──────── EXERCISE DATA

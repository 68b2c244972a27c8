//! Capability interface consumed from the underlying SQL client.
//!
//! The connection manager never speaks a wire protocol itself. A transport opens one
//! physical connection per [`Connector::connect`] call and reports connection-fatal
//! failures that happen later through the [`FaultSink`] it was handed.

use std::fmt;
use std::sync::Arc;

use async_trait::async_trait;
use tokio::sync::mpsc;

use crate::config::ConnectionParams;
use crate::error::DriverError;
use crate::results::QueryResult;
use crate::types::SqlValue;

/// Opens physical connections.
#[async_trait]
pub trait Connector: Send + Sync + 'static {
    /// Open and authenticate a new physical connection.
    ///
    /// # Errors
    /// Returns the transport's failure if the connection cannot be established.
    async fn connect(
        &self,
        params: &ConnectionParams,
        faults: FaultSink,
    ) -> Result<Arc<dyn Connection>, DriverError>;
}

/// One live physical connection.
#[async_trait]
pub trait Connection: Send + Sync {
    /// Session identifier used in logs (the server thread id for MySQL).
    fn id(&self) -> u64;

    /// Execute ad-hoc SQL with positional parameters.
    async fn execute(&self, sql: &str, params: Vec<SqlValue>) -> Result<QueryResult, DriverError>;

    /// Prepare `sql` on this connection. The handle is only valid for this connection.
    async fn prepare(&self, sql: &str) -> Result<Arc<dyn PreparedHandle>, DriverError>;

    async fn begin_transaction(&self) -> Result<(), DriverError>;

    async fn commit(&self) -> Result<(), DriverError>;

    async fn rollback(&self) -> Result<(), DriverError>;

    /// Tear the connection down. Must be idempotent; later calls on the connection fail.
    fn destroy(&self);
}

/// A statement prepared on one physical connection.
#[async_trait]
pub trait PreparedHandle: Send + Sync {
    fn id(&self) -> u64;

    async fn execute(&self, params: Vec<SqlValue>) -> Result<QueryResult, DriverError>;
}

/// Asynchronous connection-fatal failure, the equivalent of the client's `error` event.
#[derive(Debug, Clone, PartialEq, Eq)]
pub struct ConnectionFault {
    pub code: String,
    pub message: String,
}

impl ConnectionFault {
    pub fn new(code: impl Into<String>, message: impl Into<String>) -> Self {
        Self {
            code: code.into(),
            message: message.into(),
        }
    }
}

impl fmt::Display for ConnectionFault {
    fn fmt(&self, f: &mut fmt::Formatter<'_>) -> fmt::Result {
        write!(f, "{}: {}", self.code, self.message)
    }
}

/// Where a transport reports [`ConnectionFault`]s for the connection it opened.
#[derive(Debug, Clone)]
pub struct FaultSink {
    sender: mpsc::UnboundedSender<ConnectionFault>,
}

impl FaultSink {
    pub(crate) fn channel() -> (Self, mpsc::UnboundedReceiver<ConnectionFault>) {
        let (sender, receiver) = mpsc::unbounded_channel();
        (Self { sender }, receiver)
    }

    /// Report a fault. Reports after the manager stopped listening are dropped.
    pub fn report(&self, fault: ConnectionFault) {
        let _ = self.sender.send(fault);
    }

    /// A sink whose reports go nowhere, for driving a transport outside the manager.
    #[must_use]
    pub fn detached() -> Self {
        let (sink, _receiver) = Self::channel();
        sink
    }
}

────────────────

TASK PROMPT: After locating the line with "use crate::config::ConnectionParams;" above, return that line and every later line through the one with "pub trait Connection: Send", word for word and with nothing else.

RESULT FOR THIS TASK:
use crate::config::ConnectionParams;
use crate::error::DriverError;
use crate::results::QueryResult;
use crate::types::SqlValue;

/// Opens physical connections.
#[async_trait]
pub trait Connector: Send + Sync + 'static {
    /// Open and authenticate a new physical connection.
    ///
    /// # Errors
    /// Returns the transport's failure if the connection cannot be established.
    async fn connect(
        &self,
        params: &ConnectionParams,
        faults: FaultSink,
    ) -> Result<Arc<dyn Connection>, DriverError>;
}

/// One live physical connection.
#[async_trait]
pub trait Connection: Send + Sync {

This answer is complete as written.